§ **EXERCISE**: An exact reproduction of all entries is required.

§ **RECORDS FOR THE TASK**:
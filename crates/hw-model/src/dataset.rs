//! Records and datasets.

use std::collections::HashSet;
use std::sync::Arc;

use serde::{Deserialize, Serialize};

use crate::error::{ModelError, Result};
use crate::schema::Schema;
use crate::value::Value;

/// One row. Values are positional and aligned with the owning schema.
#[derive(Debug, Clone, PartialEq, Serialize, Deserialize)]
pub struct Record {
    values: Vec<Value>,
}

impl Record {
    pub fn new(values: Vec<Value>) -> Self {
        Self { values }
    }

    pub fn values(&self) -> &[Value] {
        &self.values
    }

    /// Value at a column index obtained from [`Schema::require`].
    ///
    /// # Panics
    ///
    /// Panics if `index` is out of range for the record.
    pub fn get(&self, index: usize) -> &Value {
        &self.values[index]
    }
}

/// Direction of an explicit sort.
#[derive(Debug, Clone, Copy, PartialEq, Eq, Default, Serialize, Deserialize)]
#[serde(rename_all = "snake_case")]
pub enum SortOrder {
    #[default]
    Ascending,
    Descending,
}

/// Immutable rectangular table.
///
/// Derived datasets (filters, sorts, aggregates) share the schema through an
/// [`Arc`] and never touch the rows of the dataset they came from.
#[derive(Debug, Clone, PartialEq)]
pub struct Dataset {
    schema: Arc<Schema>,
    rows: Vec<Record>,
}

impl Dataset {
    /// Builds a dataset, checking that every record matches the schema.
    pub fn from_rows(schema: Arc<Schema>, rows: Vec<Record>) -> Result<Self> {
        for row in &rows {
            check_record(&schema, row)?;
        }
        Ok(Self { schema, rows })
    }

    /// An empty dataset with the given schema.
    pub fn empty(schema: Arc<Schema>) -> Self {
        Self {
            schema,
            rows: Vec::new(),
        }
    }

    pub fn schema(&self) -> &Schema {
        &self.schema
    }

    /// Shared handle to the schema, for building derived datasets.
    pub fn schema_arc(&self) -> Arc<Schema> {
        Arc::clone(&self.schema)
    }

    pub fn rows(&self) -> &[Record] {
        &self.rows
    }

    pub fn len(&self) -> usize {
        self.rows.len()
    }

    pub fn is_empty(&self) -> bool {
        self.rows.is_empty()
    }

    pub fn iter(&self) -> std::slice::Iter<'_, Record> {
        self.rows.iter()
    }

    /// Index of a column, or [`ModelError::UnknownColumn`].
    pub fn column_index(&self, name: &str) -> Result<usize> {
        self.schema.require(name)
    }

    /// Value of `column` in row `row`.
    pub fn value(&self, row: usize, column: &str) -> Option<&Value> {
        let index = self.schema.index_of(column)?;
        self.rows.get(row).map(|r| r.get(index))
    }

    /// All values of one column in row order.
    pub fn column_values(&self, column: &str) -> Result<impl Iterator<Item = &Value> + '_> {
        let index = self.column_index(column)?;
        Ok(self.rows.iter().map(move |r| r.get(index)))
    }

    /// Distinct rendered values of a column, in first-appearance order.
    pub fn distinct_values(&self, column: &str) -> Result<Vec<String>> {
        let mut seen = HashSet::new();
        let mut values = Vec::new();
        for value in self.column_values(column)? {
            let text = value.render();
            if seen.insert(text.clone()) {
                values.push(text);
            }
        }
        Ok(values)
    }

    /// New dataset holding copies of the rows at `indices`, in the given order.
    ///
    /// Indices past the end are skipped.
    pub fn select_rows<I>(&self, indices: I) -> Self
    where
        I: IntoIterator<Item = usize>,
    {
        let rows = indices
            .into_iter()
            .filter_map(|i| self.rows.get(i).cloned())
            .collect();
        Self {
            schema: self.schema_arc(),
            rows,
        }
    }

    /// Stable sort by one column.
    pub fn sorted_by(&self, column: &str, order: SortOrder) -> Result<Self> {
        let index = self.column_index(column)?;
        let mut rows = self.rows.clone();
        rows.sort_by(|a, b| {
            let ordering = a.get(index).compare(b.get(index));
            match order {
                SortOrder::Ascending => ordering,
                SortOrder::Descending => ordering.reverse(),
            }
        });
        Ok(Self {
            schema: self.schema_arc(),
            rows,
        })
    }
}

impl<'a> IntoIterator for &'a Dataset {
    type Item = &'a Record;
    type IntoIter = std::slice::Iter<'a, Record>;

    fn into_iter(self) -> Self::IntoIter {
        self.rows.iter()
    }
}

fn check_record(schema: &Schema, record: &Record) -> Result<()> {
    if record.values.len() != schema.len() {
        return Err(ModelError::ArityMismatch {
            expected: schema.len(),
            found: record.values.len(),
        });
    }
    for (column, value) in schema.columns().iter().zip(&record.values) {
        if !column.kind.accepts(value) {
            return Err(ModelError::KindMismatch {
                column: column.name.clone(),
                expected: column.kind,
                found: value.kind(),
            });
        }
    }
    Ok(())
}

§ **SOLUTION**:
filename crates/hw-model/src/dataset.rs
//! Records and datasets.

use std::collections::HashSet;
use std::sync::Arc;

use serde::{Deserialize, Serialize};

use crate::error::{ModelError, Result};
use crate::schema::Schema;
use crate::value::Value;

/// One row. Values are positional and aligned with the owning schema.
#[derive(Debug, Clone, PartialEq, Serialize, Deserialize)]
pub struct Record {
    values: Vec<Value>,
}

impl Record {
    pub fn new(values: Vec<Value>) -> Self {
        Self { values }
    }

    pub fn values(&self) -> &[Value] {
        &self.values
    }

    /// Value at a column index obtained from [`Schema::require`].
    ///
    /// # Panics
    ///
    /// Panics if `index` is out of range for the record.
    pub fn get(&self, index: usize) -> &Value {
        &self.values[index]
    }
}

/// Direction of an explicit sort.
#[derive(Debug, Clone, Copy, PartialEq, Eq, Default, Serialize, Deserialize)]
#[serde(rename_all = "snake_case")]
pub enum SortOrder {
    #[default]
    Ascending,
    Descending,
}

/// Immutable rectangular table.
///
/// Derived datasets (filters, sorts, aggregates) share the schema through an
/// [`Arc`] and never touch the rows of the dataset they came from.
#[derive(Debug, Clone, PartialEq)]
pub struct Dataset {
    schema: Arc<Schema>,
    rows: Vec<Record>,
}

impl Dataset {
    /// Builds a dataset, checking that every record matches the schema.
    pub fn from_rows(schema: Arc<Schema>, rows: Vec<Record>) -> Result<Self> {
        for row in &rows {
            check_record(&schema, row)?;
        }
        Ok(Self { schema, rows })
    }

    /// An empty dataset with the given schema.
    pub fn empty(schema: Arc<Schema>) -> Self {
        Self {
            schema,
            rows: Vec::new(),
        }
    }

    pub fn schema(&self) -> &Schema {
        &self.schema
    }

    /// Shared handle to the schema, for building derived datasets.
    pub fn schema_arc(&self) -> Arc<Schema> {
        Arc::clone(&self.schema)
    }

    pub fn rows(&self) -> &[Record] {
        &self.rows
    }

    pub fn len(&self) -> usize {
        self.rows.len()
    }

    pub fn is_empty(&self) -> bool {
        self.rows.is_empty()
    }

    pub fn iter(&self) -> std::slice::Iter<'_, Record> {
        self.rows.iter()
    }

    /// Index of a column, or [`ModelError::UnknownColumn`].
    pub fn column_index(&self, name: &str) -> Result<usize> {
        self.schema.require(name)
    }

    /// Value of `column` in row `row`.
    pub fn value(&self, row: usize, column: &str) -> Option<&Value> {
        let index = self.schema.index_of(column)?;
        self.rows.get(row).map(|r| r.get(index))
    }

    /// All values of one column in row order.
    pub fn column_values(&self, column: &str) -> Result<impl Iterator<Item = &Value> + '_> {
        let index = self.column_index(column)?;
        Ok(self.rows.iter().map(move |r| r.get(index)))
    }

    /// Distinct rendered values of a column, in first-appearance order.
    pub fn distinct_values(&self, column: &str) -> Result<Vec<String>> {
        let mut seen = HashSet::new();
        let mut values = Vec::new();
        for value in self.column_values(column)? {
            let text = value.render();
            if seen.insert(text.clone()) {
                values.push(text);
            }
        }
        Ok(values)
    }

    /// New dataset holding copies of the rows at `indices`, in the given order.
    ///
    /// Indices past the end are skipped.
    pub fn select_rows<I>(&self, indices: I) -> Self
    where
        I: IntoIterator<Item = usize>,
    {
        let rows = indices
            .into_iter()
            .filter_map(|i| self.rows.get(i).cloned())
            .collect();
        Self {
            schema: self.schema_arc(),
            rows,
        }
    }

    /// Stable sort by one column.
    pub fn sorted_by(&self, column: &str, order: SortOrder) -> Result<Self> {
        let index = self.column_index(column)?;
        let mut rows = self.rows.clone();
        rows.sort_by(|a, b| {
            let ordering = a.get(index).compare(b.get(index));
            match order {
                SortOrder::Ascending => ordering,
                SortOrder::Descending => ordering.reverse(),
            }
        });
        Ok(Self {
            schema: self.schema_arc(),
            rows,
        })
    }
}

impl<'a> IntoIterator for &'a Dataset {
    type Item = &'a Record;
    type IntoIter = std::slice::Iter<'a, Record>;

    fn into_iter(self) -> Self::IntoIter {
        self.rows.iter()
    }
}

fn check_record(schema: &Schema, record: &Record) -> Result<()> {
    if record.values.len() != schema.len() {
        return Err(ModelError::ArityMismatch {
            expected: schema.len(),
            found: record.values.len(),
        });
    }
    for (column, value) in schema.columns().iter().zip(&record.values) {
        if !column.kind.accepts(value) {
            return Err(ModelError::KindMismatch {
                column: column.name.clone(),
                expected: column.kind,
                found: value.kind(),
            });
        }
    }
    Ok(())
}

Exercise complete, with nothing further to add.